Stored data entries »
=== Section Start ===

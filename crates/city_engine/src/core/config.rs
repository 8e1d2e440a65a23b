//! # Viewer Configuration
//!
//! All tunables of the viewer in one serializable structure. Every field has a
//! default so a partial TOML/RON file only needs to name what it changes.
//!
//! ## Configuration Categories
//!
//! - **Transport**: generator API location and request timeout
//! - **Viewport**: pixel size used for pointer-to-NDC conversion
//! - **Materials**: graded palette resolution and fallback height
//! - **Visibility**: layers enabled when a scene is first shown
//! - **Camera**: projection and framing parameters

use serde::{Serialize, Deserialize};

pub use crate::config::{Config, ConfigError};

/// Default generator API base URL
pub const DEFAULT_API_BASE_URL: &str = "http://127.0.0.1:3000/api";

/// Surface layer name, the only layer enabled by default
pub const SURFACE_LAYER: &str = "surface";

/// # Viewer Configuration
///
/// Root configuration consumed by the application and by [`crate::viewer::CityViewer`].
#[derive(Debug, Clone, PartialEq, Serialize, Deserialize)]
#[serde(default)]
pub struct ViewerConfig {
    /// Base URL of the generator API (`/scene` is appended)
    pub api_base_url: String,
    /// HTTP request timeout in seconds
    pub request_timeout_secs: u64,
    /// Log level used when `RUST_LOG` is unset
    pub log_level: String,
    /// Interval between render ticks in milliseconds
    pub tick_interval_ms: u64,
    /// Viewport dimensions
    pub viewport: ViewportConfig,
    /// Material resolution settings
    pub materials: MaterialConfig,
    /// Initial visibility settings
    pub visibility: VisibilityConfig,
    /// Camera settings
    pub camera: CameraConfig,
}

impl Default for ViewerConfig {
    fn default() -> Self {
        Self {
            api_base_url: DEFAULT_API_BASE_URL.to_string(),
            request_timeout_secs: 30,
            log_level: "info".to_string(),
            tick_interval_ms: 16,
            viewport: ViewportConfig::default(),
            materials: MaterialConfig::default(),
            visibility: VisibilityConfig::default(),
            camera: CameraConfig::default(),
        }
    }
}

impl Config for ViewerConfig {}

impl ViewerConfig {
    /// Override the API base URL
    pub fn with_api_base_url(mut self, url: impl Into<String>) -> Self {
        self.api_base_url = url.into();
        self
    }

    /// Override the log level
    pub fn with_log_level(mut self, level: impl Into<String>) -> Self {
        self.log_level = level.into();
        self
    }

    /// Validate the configuration
    pub fn validate(&self) -> Result<(), ConfigError> {
        if self.api_base_url.trim().is_empty() {
            return Err(ConfigError::Invalid("api_base_url cannot be empty".to_string()));
        }
        if self.viewport.width == 0 || self.viewport.height == 0 {
            return Err(ConfigError::Invalid(format!(
                "viewport must be non-zero, got {}x{}",
                self.viewport.width, self.viewport.height
            )));
        }
        if self.materials.graded_steps == 0 {
            return Err(ConfigError::Invalid("materials.graded_steps must be at least 1".to_string()));
        }
        let height = self.materials.default_max_height;
        if height.is_nan() || height <= 0.0 {
            return Err(ConfigError::Invalid("materials.default_max_height must be positive".to_string()));
        }
        let (near, far) = (self.camera.near, self.camera.far);
        if near.is_nan() || far.is_nan() || near <= 0.0 || far <= near {
            return Err(ConfigError::Invalid("camera planes must satisfy 0 < near < far".to_string()));
        }
        Ok(())
    }
}

/// Viewport size in pixels
#[derive(Debug, Clone, Copy, PartialEq, Eq, Serialize, Deserialize)]
#[serde(default)]
pub struct ViewportConfig {
    /// Width in pixels
    pub width: u32,
    /// Height in pixels
    pub height: u32,
}

impl Default for ViewportConfig {
    fn default() -> Self {
        Self { width: 1920, height: 1080 }
    }
}

impl ViewportConfig {
    /// Width over height
    #[allow(clippy::cast_precision_loss)]
    pub fn aspect(&self) -> f32 {
        self.width as f32 / self.height.max(1) as f32
    }
}

/// Material resolution settings
#[derive(Debug, Clone, Copy, PartialEq, Serialize, Deserialize)]
#[serde(default)]
pub struct MaterialConfig {
    /// Number of discrete steps in the height-graded building palette
    pub graded_steps: u32,
    /// Max building height assumed when a scene has no buildings
    pub default_max_height: f32,
}

impl Default for MaterialConfig {
    fn default() -> Self {
        Self {
            graded_steps: 8,
            default_max_height: 60.0,
        }
    }
}

/// Initial visibility settings
#[derive(Debug, Clone, PartialEq, Eq, Serialize, Deserialize)]
#[serde(default)]
pub struct VisibilityConfig {
    /// Layers enabled when a scene is loaded
    pub default_layers: Vec<String>,
}

impl Default for VisibilityConfig {
    fn default() -> Self {
        Self {
            default_layers: vec![SURFACE_LAYER.to_string()],
        }
    }
}

/// Camera projection and framing settings
#[derive(Debug, Clone, Copy, PartialEq, Serialize, Deserialize)]
#[serde(default)]
pub struct CameraConfig {
    /// Vertical field of view in degrees
    pub fov_degrees: f32,
    /// Near clipping plane
    pub near: f32,
    /// Far clipping plane
    pub far: f32,
    /// Extra distance factor applied when framing bounds
    pub fit_margin: f32,
}

impl Default for CameraConfig {
    fn default() -> Self {
        Self {
            fov_degrees: 60.0,
            near: 1.0,
            far: 10_000.0,
            fit_margin: 1.2,
        }
    }
}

=== Section End ===

Copy every line from the data that includes the string "framing".

//! - **Camera**: projection and framing parameters
/// Camera projection and framing settings
    /// Extra distance factor applied when framing bounds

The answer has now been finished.